Obamacare: What Are the Consequences of Not Having Health Insurance?

The Affordable Care Act, commonly known as "Obamacare," has an individual mandate that requires the vast majority of the US population, both citizens and temporary residents, to buy health insurance to protect them in the event of an emergency or accident. The mandate will be repealed in 2019, but will remain in effect for the rest of this year.

Buying health coverage from an insurance company is mandatory until the individual mandate is repealed in 2019. It is usually done during Open Enrollment Periods, which typically occur at the end of each year and are sometimes extended to the first few weeks of the next year.

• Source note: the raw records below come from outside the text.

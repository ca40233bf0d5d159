use crate::args::{QuickArgs, QuickSubcommand};
use crate::commands::Out;
use crate::model::Vnd;
use crate::tax::hkd::TaxQuote;
use crate::tax::quick::{self, CapitalTransfer, FlatTax};
use crate::Result;
use rust_decimal::Decimal;
use serde::Serialize;

/// The outcome of one of the quick calculators.
#[derive(Debug, Clone, Copy, PartialEq, Eq, Serialize)]
#[serde(rename_all = "kebab-case", tag = "kind", content = "result")]
pub enum QuickResult {
    Quote(TaxQuote),
    Flat(FlatTax),
    Capital(CapitalTransfer),
}

impl QuickResult {
    /// The amount payable, whichever calculator produced it.
    pub fn tax(&self) -> Vnd {
        match self {
            QuickResult::Quote(q) => q.total,
            QuickResult::Flat(f) => f.tax,
            QuickResult::Capital(c) => c.tax,
        }
    }
}

pub async fn quick(args: &QuickArgs) -> Result<Out<QuickResult>> {
    let (title, result) = match args.calculator() {
        QuickSubcommand::Business { revenue, category } => (
            format!("Thuế kinh doanh cá nhân ({})", category.label()),
            QuickResult::Quote(quick::business(*revenue, *category)),
        ),
        QuickSubcommand::Rental { income } => (
            "Thuế cho thuê tài sản".to_string(),
            QuickResult::Quote(quick::rental(*income)),
        ),
        QuickSubcommand::Dividends { income } => (
            "Thuế TNCN trên cổ tức".to_string(),
            QuickResult::Flat(quick::dividends(*income)),
        ),
        QuickSubcommand::Securities { sale_price } => (
            "Thuế TNCN chuyển nhượng chứng khoán".to_string(),
            QuickResult::Flat(quick::securities(*sale_price)),
        ),
        QuickSubcommand::Crypto { sale_price } => (
            "Thuế tài sản số (dự kiến)".to_string(),
            QuickResult::Flat(quick::crypto(*sale_price)),
        ),
        QuickSubcommand::Capital {
            sale_price,
            cost_price,
        } => (
            "Thuế TNCN chuyển nhượng vốn góp".to_string(),
            QuickResult::Capital(quick::capital_transfer(*sale_price, *cost_price)),
        ),
        QuickSubcommand::RealEstate { government_price } => (
            "Lệ phí trước bạ nhà đất".to_string(),
            QuickResult::Flat(quick::real_estate_fee(*government_price)),
        ),
    };

    let detail = match &result {
        QuickResult::Quote(q) => format!(
            "  Thuế GTGT:  {}\n  Thuế TNCN:  {}\n  Tổng thuế:  {}",
            q.vat.currency(),
            q.pit.currency(),
            q.total.currency()
        ),
        QuickResult::Flat(f) => format!(
            "  {} × {}% = {}",
            f.base.currency(),
            (f.rate * Decimal::ONE_HUNDRED).normalize(),
            f.tax.currency()
        ),
        QuickResult::Capital(c) => format!(
            "  Lợi nhuận:  {}\n  Thuế:       {}",
            c.profit.currency(),
            c.tax.currency()
        ),
    };
    Ok(Out::new(format!("{title}\n{detail}"), result))
}

#[cfg(test)]
mod tests {
    use super::*;
    use crate::model::BusinessCategory;

    async fn run(calculator: QuickSubcommand) -> Out<QuickResult> {
        quick(&QuickArgs::new(calculator)).await.unwrap()
    }

    #[tokio::test]
    async fn test_quick_calculators() {
        let out = run(QuickSubcommand::Business {
            revenue: Vnd::from(100_000_000),
            category: BusinessCategory::ConsumerServices,
        })
        .await;
        assert_eq!(out.structure().unwrap().tax(), Vnd::from(7_000_000));

        let out = run(QuickSubcommand::Securities {
            sale_price: Vnd::from(100_000_000),
        })
        .await;
        assert_eq!(out.structure().unwrap().tax(), Vnd::from(100_000));
        assert!(out.message().contains("× 0.1% = 100.000 ₫"));

        let out = run(QuickSubcommand::Capital {
            sale_price: Vnd::from(100),
            cost_price: Vnd::from(300),
        })
        .await;
        assert_eq!(out.structure().unwrap().tax(), Vnd::ZERO);
    }

    #[test]
    fn test_result_json_is_tagged() {
        let r = QuickResult::Flat(quick::dividends(Vnd::from(10_000_000)));
        let json = serde_json::to_value(r).unwrap();
        assert_eq!(json["kind"], "flat");
    }
}
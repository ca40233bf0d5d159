//! Household business (HKD) taxation: group classification, per-category rates, the Group 1
//! threshold tracker, the Group 2 period summary and the 01/CNKD declaration aggregate.

use crate::model::{
    BusinessCategory, BusinessSector, InputInvoice, Period, Transaction, UserProfile, Vnd,
};
use crate::Result;
use anyhow::ensure;
use rust_decimal::Decimal;
use rust_decimal_macros::dec;
use serde::{Deserialize, Serialize};

/// Annual revenue at or below this is Group 1 and exempt from VAT and PIT.
pub const GROUP1_THRESHOLD: Vnd = Vnd::new(dec!(200000000));
/// Annual revenue above this is Group 3 and requires full accounting.
pub const GROUP2_THRESHOLD: Vnd = Vnd::new(dec!(3000000000));
/// Retail and restaurant businesses above this must issue e-invoices from cash registers.
pub const E_INVOICE_THRESHOLD: Vnd = Vnd::new(dec!(1000000000));
/// Percent of the Group 1 threshold at which the tracker starts warning.
const APPROACHING_PERCENT: Decimal = dec!(90);

#[derive(Debug, Default, Clone, Copy, PartialEq, Eq, Hash, Serialize, Deserialize)]
#[serde(rename_all = "kebab-case")]
pub enum HkdGroup {
    Group1,
    Group2,
    Group3,
    #[default]
    Undetermined,
}

serde_plain::derive_display_from_serialize!(HkdGroup);
serde_plain::derive_fromstr_from_deserialize!(HkdGroup);

impl HkdGroup {
    pub fn label(&self) -> &'static str {
        match self {
            HkdGroup::Group1 => "Nhóm 1 (≤ 200 triệu/năm)",
            HkdGroup::Group2 => "Nhóm 2 (200 triệu - 3 tỷ/năm)",
            HkdGroup::Group3 => "Nhóm 3 (> 3 tỷ/năm)",
            HkdGroup::Undetermined => "Chưa xác định",
        }
    }
}

/// Maps annual revenue to its group. Both thresholds belong to the lower group.
pub fn classify(revenue: Vnd) -> HkdGroup {
    if revenue <= GROUP1_THRESHOLD {
        HkdGroup::Group1
    } else if revenue <= GROUP2_THRESHOLD {
        HkdGroup::Group2
    } else {
        HkdGroup::Group3
    }
}

/// The VAT and PIT rates applied to revenue of one category.
#[derive(Debug, Clone, Copy, PartialEq, Eq, Serialize)]
pub struct Rates {
    pub vat: Decimal,
    pub pit: Decimal,
}

impl Rates {
    pub fn total(&self) -> Decimal {
        self.vat + self.pit
    }
}

pub fn rates(category: BusinessCategory) -> Rates {
    let (vat, pit) = match category {
        BusinessCategory::Distribution => (dec!(0.01), dec!(0.005)),
        BusinessCategory::LodgingAndCatering
        | BusinessCategory::ConsumerServices
        | BusinessCategory::ConstructionNoMaterials
        | BusinessCategory::Brokerage => (dec!(0.05), dec!(0.02)),
        BusinessCategory::ConstructionWithMaterials | BusinessCategory::ProductionTransport => {
            (dec!(0.03), dec!(0.015))
        }
        BusinessCategory::AssetRental => (dec!(0.05), dec!(0.05)),
        BusinessCategory::Other => (dec!(0.02), dec!(0.01)),
    };
    Rates { vat, pit }
}

/// The revenue line of the 01/CNKD form that a category is reported on.
#[derive(Debug, Clone, Copy, PartialEq, Eq, PartialOrd, Ord, Hash, Serialize, Deserialize)]
pub enum Indicator {
    #[serde(rename = "28")]
    Ct28,
    #[serde(rename = "29")]
    Ct29,
    #[serde(rename = "30")]
    Ct30,
    #[serde(rename = "31")]
    Ct31,
}

serde_plain::derive_display_from_serialize!(Indicator);

impl Indicator {
    pub const ALL: [Indicator; 4] = [
        Indicator::Ct28,
        Indicator::Ct29,
        Indicator::Ct30,
        Indicator::Ct31,
    ];

    /// The bracketed code as printed on the form, e.g. `[28]`.
    pub fn code(&self) -> String {
        format!("[{self}]")
    }
}

pub fn indicator(category: BusinessCategory) -> Indicator {
    match category {
        BusinessCategory::Distribution => Indicator::Ct28,
        BusinessCategory::LodgingAndCatering
        | BusinessCategory::ConsumerServices
        | BusinessCategory::ConstructionNoMaterials
        | BusinessCategory::AssetRental
        | BusinessCategory::Brokerage => Indicator::Ct29,
        BusinessCategory::ConstructionWithMaterials | BusinessCategory::ProductionTransport => {
            Indicator::Ct30
        }
        BusinessCategory::Other => Indicator::Ct31,
    }
}

/// The tax due on some revenue.
#[derive(Debug, Clone, Copy, PartialEq, Eq, Serialize)]
pub struct TaxQuote {
    pub vat: Vnd,
    pub pit: Vnd,
    pub total: Vnd,
}

impl TaxQuote {
    pub const ZERO: TaxQuote = TaxQuote {
        vat: Vnd::ZERO,
        pit: Vnd::ZERO,
        total: Vnd::ZERO,
    };
}

/// Applies the category's rates to `revenue`. Non-positive revenue owes nothing.
pub fn quote(revenue: Vnd, category: BusinessCategory) -> TaxQuote {
    if !revenue.is_positive() {
        return TaxQuote::ZERO;
    }
    let r = rates(category);
    let vat = revenue * r.vat;
    let pit = revenue * r.pit;
    TaxQuote {
        vat,
        pit,
        total: vat + pit,
    }
}

/// Where a Group 1 business stands relative to the tax-free threshold.
#[derive(Debug, Clone, Copy, PartialEq, Eq, Serialize, Deserialize)]
#[serde(rename_all = "kebab-case")]
pub enum ThresholdStatus {
    Safe,
    Approaching,
    Over,
}

serde_plain::derive_display_from_serialize!(ThresholdStatus);

#[derive(Debug, Clone, Copy, PartialEq, Eq, Serialize)]
#[serde(rename_all = "camelCase")]
pub struct Group1Tracker {
    pub revenue: Vnd,
    /// Revenue as a percentage of the threshold, not capped at 100.
    pub progress_percent: Decimal,
    pub status: ThresholdStatus,
    /// How much more revenue fits under the threshold, never negative.
    pub remaining: Vnd,
}

impl Group1Tracker {
    pub fn new(revenue: Vnd) -> Self {
        let progress_percent =
            (revenue.value() / GROUP1_THRESHOLD.value() * dec!(100)).round_dp(2);
        let status = if revenue > GROUP1_THRESHOLD {
            ThresholdStatus::Over
        } else if progress_percent >= APPROACHING_PERCENT {
            ThresholdStatus::Approaching
        } else {
            ThresholdStatus::Safe
        };
        Self {
            revenue,
            progress_percent,
            status,
            remaining: (GROUP1_THRESHOLD - revenue).non_negative(),
        }
    }

    pub fn message(&self) -> String {
        match self.status {
            ThresholdStatus::Over => {
                "Bạn đã vượt ngưỡng miễn thuế. Cần kê khai theo Nhóm 2.".to_string()
            }
            ThresholdStatus::Approaching => format!(
                "Cảnh báo: Doanh thu sắp chạm ngưỡng miễn thuế. Bạn còn cách ngưỡng {} đồng.",
                self.remaining
            ),
            ThresholdStatus::Safe => format!(
                "Bạn còn cách ngưỡng phải nộp thuế (Nhóm 2) {} đồng.",
                self.remaining
            ),
        }
    }
}

/// Revenue, cost and tax over one period for a Group 2 business.
#[derive(Debug, Clone, Copy, PartialEq, Eq, Serialize)]
#[serde(rename_all = "camelCase")]
pub struct PeriodSummary {
    pub revenue: Vnd,
    pub expenses: Vnd,
    pub profit_before_tax: Vnd,
    pub tax: Vnd,
    pub net_profit: Vnd,
}

impl PeriodSummary {
    /// Summarizes the given, already period-filtered, revenue and expenses.
    pub fn new<'a, 'b>(
        revenue: impl IntoIterator<Item = &'a Transaction>,
        expenses: impl IntoIterator<Item = &'b InputInvoice>,
    ) -> Self {
        let mut total_revenue = Vnd::ZERO;
        let mut tax = Vnd::ZERO;
        for t in revenue {
            total_revenue += t.amount();
            tax += t.amount() * rates(t.category()).total();
        }
        let expenses: Vnd = expenses.into_iter().map(InputInvoice::amount).sum();
        let profit_before_tax = total_revenue - expenses;
        Self {
            revenue: total_revenue,
            expenses,
            profit_before_tax,
            tax,
            net_profit: profit_before_tax - tax,
        }
    }
}

/// Compliance warnings shown on the HKD dashboard.
#[derive(Debug, Clone, PartialEq, Eq, Serialize)]
#[serde(rename_all = "kebab-case", tag = "kind")]
pub enum Warning {
    /// Revenue is above the Group 2 ceiling.
    MoveToGroup3 { revenue: Vnd },
    /// A retail or restaurant business above the e-invoice threshold.
    EInvoiceRequired { annual_revenue: Vnd },
    /// The profile has no personal identification number.
    MissingPersonalId,
}

impl Warning {
    pub fn message(&self) -> String {
        match self {
            Warning::MoveToGroup3 { revenue } => format!(
                "Doanh thu {} đã vượt 3 tỷ đồng/năm. Từ 01/01/2026 bạn phải chuyển sang Nhóm 3 và vận hành như một doanh nghiệp siêu nhỏ với hệ thống kế toán đầy đủ.",
                revenue.currency()
            ),
            Warning::EInvoiceRequired { annual_revenue } => format!(
                "Doanh thu năm {} đã vượt 1 tỷ đồng. Hộ kinh doanh bán lẻ, ăn uống bắt buộc phải sử dụng hóa đơn điện tử khởi tạo từ máy tính tiền.",
                annual_revenue.currency()
            ),
            Warning::MissingPersonalId => "Từ 14/10/2025, mọi tờ khai HKD (bao gồm cả Q4/2025) bắt buộc phải có trường \"Định danh cá nhân\". Vui lòng cập nhật hồ sơ của bạn.".to_string(),
        }
    }
}

/// Collects the warnings that apply given the revenue of the calendar year, the business sector
/// and the stored profile.
pub fn warnings(
    annual_revenue: Vnd,
    sector: Option<BusinessSector>,
    profile: Option<&UserProfile>,
) -> Vec<Warning> {
    let mut out = Vec::new();
    if annual_revenue > GROUP2_THRESHOLD {
        out.push(Warning::MoveToGroup3 {
            revenue: annual_revenue,
        });
    }
    if annual_revenue > E_INVOICE_THRESHOLD && sector == Some(BusinessSector::RetailRestaurant) {
        out.push(Warning::EInvoiceRequired { annual_revenue });
    }
    if !profile.is_some_and(UserProfile::has_personal_id) {
        out.push(Warning::MissingPersonalId);
    }
    out
}

/// One category's row in the declaration.
#[derive(Debug, Clone, Copy, PartialEq, Eq, Serialize)]
#[serde(rename_all = "camelCase")]
pub struct DeclarationLine {
    pub category: BusinessCategory,
    pub indicator: Indicator,
    pub revenue: Vnd,
    pub vat: Vnd,
    pub pit: Vnd,
}

#[derive(Debug, Clone, PartialEq, Eq, Serialize)]
#[serde(rename_all = "camelCase")]
pub struct Declaration {
    pub period: Period,
    pub lines: Vec<DeclarationLine>,
    pub total_revenue: Vnd,
    pub total_vat: Vnd,
    pub total_pit: Vnd,
}

impl Declaration {
    pub fn is_empty(&self) -> bool {
        self.lines.is_empty()
    }

    /// Revenue reported on `indicator`, summed over the lines that map to it.
    pub fn indicator_revenue(&self, indicator: Indicator) -> Vnd {
        self.lines
            .iter()
            .filter(|l| l.indicator == indicator)
            .map(|l| l.revenue)
            .sum()
    }
}

/// Sums revenue, VAT and PIT per category over the transactions in `period`. Lines come out in
/// category order and categories with no revenue are left out.
pub fn declare(transactions: &[Transaction], period: Period) -> Declaration {
    let mut lines: Vec<DeclarationLine> = BusinessCategory::ALL
        .iter()
        .map(|&category| DeclarationLine {
            category,
            indicator: indicator(category),
            revenue: Vnd::ZERO,
            vat: Vnd::ZERO,
            pit: Vnd::ZERO,
        })
        .collect();

    for t in period.filter(transactions) {
        if let Some(line) = lines.iter_mut().find(|l| l.category == t.category()) {
            let r = rates(t.category());
            line.revenue += t.amount();
            line.vat += t.amount() * r.vat;
            line.pit += t.amount() * r.pit;
        }
    }

    lines.retain(|l| l.revenue.is_positive());
    Declaration {
        period,
        total_revenue: lines.iter().map(|l| l.revenue).sum(),
        total_vat: lines.iter().map(|l| l.vat).sum(),
        total_pit: lines.iter().map(|l| l.pit).sum(),
        lines,
    }
}

/// The persisted outcome of the HKD setup wizard.
#[derive(Debug, Clone, Copy, Default, PartialEq, Eq, Serialize)]
#[serde(rename_all = "camelCase")]
pub struct HkdSelection {
    pub group: HkdGroup,
    pub sector: Option<BusinessSector>,
    pub primary_category: Option<BusinessCategory>,
}

impl HkdSelection {
    /// Runs the wizard: validates the inputs and classifies the expected annual revenue.
    pub fn setup(revenue: Vnd, category: Option<BusinessCategory>) -> Result<Self> {
        let category = match category {
            Some(c) if revenue.is_positive() => c,
            _ => anyhow::bail!(
                "Vui lòng nhập doanh thu dự kiến và chọn một lĩnh vực kinh doanh."
            ),
        };
        Ok(Self {
            group: classify(revenue),
            sector: Some(category.sector()),
            primary_category: Some(category),
        })
    }

    /// A group without a sector cannot drive the dashboard and must be selected again.
    pub fn effective_group(&self) -> HkdGroup {
        match self.sector {
            Some(_) => self.group,
            None => HkdGroup::Undetermined,
        }
    }
}

/// Helper for validating a user-entered revenue before it reaches a calculator.
pub fn require_revenue(revenue: Vnd) -> Result<Vnd> {
    ensure!(revenue.is_positive(), "Vui lòng nhập doanh thu lớn hơn 0.");
    Ok(revenue)
}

Obamacare: What Are the Consequences of Not Having Health Insurance?
No tener un seguro que cubra un accidente o gastos médicos imprevistos pueden endeudarte por mucho tiempo

Even so, some people might not be able to buy health coverage during this standard period, or their purchasing circumstances might change drastically during their coverage. In these situations, a Special Enrollment Period may be requested. There are several qualifying circumstances and events that can qualify you for a special enrollment period to access coverage outside of the standard times.

If, despite all of the above, a person decides not to follow the individual mandate and does not buy any type of health coverage, they will be fined. This fine is called a penalty, and consists of an amount that must be paid in addition to having to buy health coverage.

Fines are calculated in two ways. On the one hand, there could be penalties per person per year. On the other, the fine could be a percentage of that person's individual or family income, depending on the amount they earn.

In 2018, the fines per person per year were as follows:

Adults without coverage: $695 per year.

Minors without coverage: $347.50 per year.

These annual fines cannot exceed $2,085 per year for a single family.

Fines that are calculated based on the person's individual or family income will be 2.5% of what they earn throughout this year. In any case, this percentage penalty may not exceed the cost of a bronze health plan. This type of plan costs $3,625 for individuals and $16,320 for a family of five or more.

How Are Fines Paid, and Who Is Exempt From Paying?

Fines are prorated to the number of months in that year that you did not have minimum essential coverage. The fine is then applied based on this number. Only people who have not had insurance for over 3 months are fined. As long as you had coverage on a single day in a month, you are considered to be covered for that month and it won't count toward the penalty. In general, penalties are paid when you file your tax return for the year in which there were periods without insurance.

If you do not pay the fines, the IRS will place a hold on future tax refunds until the debt is paid. However, there are no criminal consequences for anyone who doesn't pay.

What's more, there are many cases in which you don't have to pay the fine for not having the required insurance. They are:

  • The lowest-priced minimum coverage costs more than 8.13% of your household income. This means that your income is too low and you cannot afford mandatory insurance.
  • You had less than three months without coverage.
  • Your income is low enough that you are exempt from paying taxes.
  • You are Native American or are insured by an Indian Health Services provider.
  • Your religion has a conscientious objection to insurance.
  • You are incarcerated.
  • You are a member of a healthcare sharing ministry.
  • You have been living outside of the United States for at least one year.
  • You qualify for an exemption for being homeless, bankrupt, evicted or other similar cases.

Who Isn't Required to Buy Insurance?

Though the Affordable Care Act aims to universalize health coverage in the United States through private insurance, there are people who are exempt from buying it. People and groups are exempt if:

  • Their income is under the amount required for filing a tax return.
  • The lowest-priced minimum coverage costs more than 8.13% of their household income.
  • They typically live outside the United States (minimum of 330 days per year out of the country).
  • They are incarcerated.
  • They are members of a religious sect that prohibits paying for health insurance.
  • They are a member of a healthcare sharing ministry.
  • They are a member of a Native American tribe.
  • They could qualify for Medicaid but live in a state that did not expand its Medicaid program, and so cannot use it.
  • They are experiencing a temporary situation of hardship, such as homelessness, bankruptcy, eviction, domestic violence, national disaster, or even having recently lost a family member.
  • Undocumented immigrants.

If none of these circumstances apply, both citizens and residents are required to buy private insurance that will guarantee payment of potential medical expenses. If not, they will be faced with the fines and penalties we've mentioned.